L'orante in questa tavola ricorda le sofferenze e le ingiustizie subite, concludendo:

(AKK)

«id-dan-ni- ili-i14 šá-da-šu i-[mid]»

(IT)

«il mio dio mi ha abbandonato, ed è scomparso (?)»

L'orante ha perso la sua sicurezza; cattivi presagi lo turbano; la gente parla male di lui; i cortigiani presentano petizioni per infangarne la reputazione; la calunnia e la falsità lo circondano; il suo parlare si fa dunque muto; il suo grido, silenzio (rigo 72: šá-pu-tum šá-gi-ma-ti šá-qum-meš x še[...]). Da dignitario quale era la sua figura, ora è quella di un misero schiavo. Anche i parenti lo hanno abbandonato, lo hanno lasciato solo. L'intera città ora la guarda come un nemico. Il suo amico lo ha abbandonato e il suo compagno trama contro di lui. Colui che lo difende, cade; colui che lo calunnia viene innalzato. Lo hanno sostituito nella sua attività, anche nei riti religiosi è subentrato un altro al suo posto.

L'anno è trascorso, e l'orante osserva che «voltandomi indietro (non vedo che) male su di me» (rigo 2: asaḫḫurma lemun lemunma ). La sua disgrazia aumenta, ha invocato il dio che tuttavia non mostra il suo volto (rigo 4: ila al-si-ma ul-id-di-na pa-ni-šú). I divinatori non gli offrono risposte.

Eppure, sostiene l'orante, ciò che gli accade sarebbe ben meritato da colui che non cura il dio, che disprezza i riti, che è negligente nelle feste religiose, ma l'orante ricorda di aver sempre pregato e fatto offerte, di aver seguito con cura le processioni alla dea, le preghiere del re accompagnate dalla musica erano per lui delizia. Aveva inoltre insegnato alla gente a onorare il dio e a comprendere il valore del nome della dea.

Allora, medita l'orante:

(AKK)

«ayyu ṭēm ilī qirib šamê ilammad»

(IT)

«Chi mai (può) sapere il pensiero degli dèi in cielo?»

Infatti,

(AKK)

«ša ina amšat ibluṭu imūt uddiš»

(IT)

«Chi era vivo iersera, oggi è (già) morto»

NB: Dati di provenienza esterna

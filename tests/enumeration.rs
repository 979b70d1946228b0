//! End-to-end enumeration behavior of the solver API

use xcover::solve::brute_force_solutions;
use xcover::{solve_with_config, SolveStatus, Solver, SolverConfig, SolverMode};

fn ab_solver() -> Solver {
    let mut solver = Solver::new(SolverMode::ExactCover);
    solver.declare_primary("a").unwrap();
    solver.declare_primary("b").unwrap();
    solver.add_option("ab", &["a", "b"]).unwrap();
    solver.add_option("a", &["a"]).unwrap();
    solver.add_option("b", &["b"]).unwrap();
    solver
}

#[test]
fn test_two_solutions_then_exhaustion() {
    let mut solver = ab_solver();

    assert_eq!(solver.solve().code(), 10);
    let first = solver.current_solution().unwrap();
    assert_eq!(first.option_names(), vec!["ab"]);

    assert_eq!(solver.solve().code(), 10);
    let second = solver.current_solution().unwrap();
    let mut names = second.option_names();
    names.sort_unstable();
    assert_eq!(names, vec!["a", "b"]);

    assert_eq!(solver.solve().code(), 20);
}

#[test]
fn test_exhaustion_is_idempotent() {
    let mut solver = ab_solver();
    while solver.solve().found() {}

    for _ in 0..5 {
        assert_eq!(solver.solve(), SolveStatus::Exhausted);
        assert!(solver.current_solution().is_none());
    }
}

#[test]
fn test_repeated_runs_are_deterministic() {
    let run = || -> Vec<Vec<usize>> {
        let mut solver = ab_solver();
        solver
            .solutions()
            .map(|s| s.option_ids())
            .collect()
    };
    assert_eq!(run(), run());
}

#[test]
fn test_color_scenario_red_blue() {
    // Two ways to cover p, each committing s to a different color.
    let mut solver = Solver::new(SolverMode::ExactCoverColors);
    solver.declare_primary("p").unwrap();
    solver.declare_secondary("s").unwrap();
    solver.add_option("red", &["p", "s:red"]).unwrap();
    solver.add_option("blue", &["p", "s:blue"]).unwrap();

    let solutions = solver.solve_all();
    assert_eq!(solutions.len(), 2);
    for solution in &solutions {
        assert_eq!(solution.len(), 1);
    }
    assert_eq!(solutions[0].option_names(), vec!["red"]);
    assert_eq!(solutions[1].option_names(), vec!["blue"]);
}

#[test]
fn test_unsolvable_problem_reports_exhaustion() {
    let mut solver = Solver::new(SolverMode::ExactCover);
    solver.declare_primary("covered").unwrap();
    solver.declare_primary("uncoverable").unwrap();
    solver.add_option("only", &["covered"]).unwrap();

    assert_eq!(solver.solve(), SolveStatus::Exhausted);
    assert_eq!(solver.solve(), SolveStatus::Exhausted);
}

#[test]
fn test_engine_matches_brute_force() {
    // A denser synthetic instance with colored, uncolored and shared
    // secondary coverage.
    let build = |solver: &mut Solver| {
        solver.declare_primary("p1").unwrap();
        solver.declare_primary("p2").unwrap();
        solver.declare_primary("p3").unwrap();
        solver.declare_secondary("s1").unwrap();
        solver.declare_secondary("s2").unwrap();
        solver.add_option("o0", &["p1", "s1:1"]).unwrap();
        solver.add_option("o1", &["p2", "s1:1"]).unwrap();
        solver.add_option("o2", &["p3", "s1:2"]).unwrap();
        solver.add_option("o3", &["p1", "p2"]).unwrap();
        solver.add_option("o4", &["p3", "s2:1"]).unwrap();
        solver.add_option("o5", &["p3"]).unwrap();
        solver.add_option("o6", &["p2", "s1"]).unwrap();
    };

    let mut solver = Solver::new(SolverMode::ExactCoverColors);
    build(&mut solver);
    let mut expected = brute_force_solutions(solver.registry(), solver.options());
    expected.sort();

    let mut found: Vec<Vec<usize>> = solver
        .solutions()
        .map(|s| s.sorted_option_ids())
        .collect();
    found.sort();

    assert_eq!(found, expected);
    assert!(!found.is_empty());
}

#[test]
fn test_solve_with_config_caps_enumeration() {
    let config = SolverConfig {
        max_solutions: Some(1),
        ..SolverConfig::default()
    };
    let solutions = solve_with_config(&config, |solver| {
        solver.add_option("ab", &["a", "b"])?;
        solver.add_option("a", &["a"])?;
        solver.add_option("b", &["b"])?;
        Ok(())
    })
    .unwrap();

    assert_eq!(solutions.len(), 1);
    assert_eq!(solutions[0].option_names(), vec!["ab"]);
}

#[test]
fn test_langford_pairs_n3() {
    // Langford sequences for n = 3: 231213 and 312132.
    let mut solver = Solver::new(SolverMode::ExactCover);
    for d in 1..=3usize {
        solver.declare_primary(&format!("d{d}")).unwrap();
    }
    for i in 1..=6usize {
        solver.declare_primary(&format!("s{i}")).unwrap();
    }
    for d in 1..=3usize {
        for i in 1..=6usize {
            let j = i + d + 1;
            if j <= 6 {
                let digit = format!("d{d}");
                let left = format!("s{i}");
                let right = format!("s{j}");
                solver
                    .add_option(
                        &format!("d{d}p{i}"),
                        &[digit.as_str(), left.as_str(), right.as_str()],
                    )
                    .unwrap();
            }
        }
    }

    let solutions = solver.solve_all();
    assert_eq!(solutions.len(), 2);

    // Decode each solution back into a sequence.
    let mut sequences = Vec::new();
    for solution in &solutions {
        let mut seq = [0usize; 6];
        for name in solution.option_names() {
            let d: usize = name[1..2].parse().unwrap();
            let i: usize = name[3..].parse().unwrap();
            seq[i - 1] = d;
            seq[i + d] = d;
        }
        sequences.push(seq);
    }
    sequences.sort();
    assert_eq!(sequences, vec![[2, 3, 1, 2, 1, 3], [3, 1, 2, 1, 3, 2]]);
}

La condizione degli uomini è dunque fragile e incostante,

(AKK)

«kī pitê u katāmi ṭēnšina šitni
immuṣāma immâ šalamtiš
išebbâma išannâ ilšin
ina ṭâbi itammâ ili šamāˀī
ūtaššašāma idabbubā arād irkalla»

(IT)

«La loro condizione si muta come l'aprire e chiudere (il passo)
Se soffrono la fame diventano (come) cadaveri;
(una volta) saziati rivaleggiano con i loro dèi.
Nella prosperità parlano di scalare i cieli;
nell'avversità si lamentano di (star) scendendo negli inferi.»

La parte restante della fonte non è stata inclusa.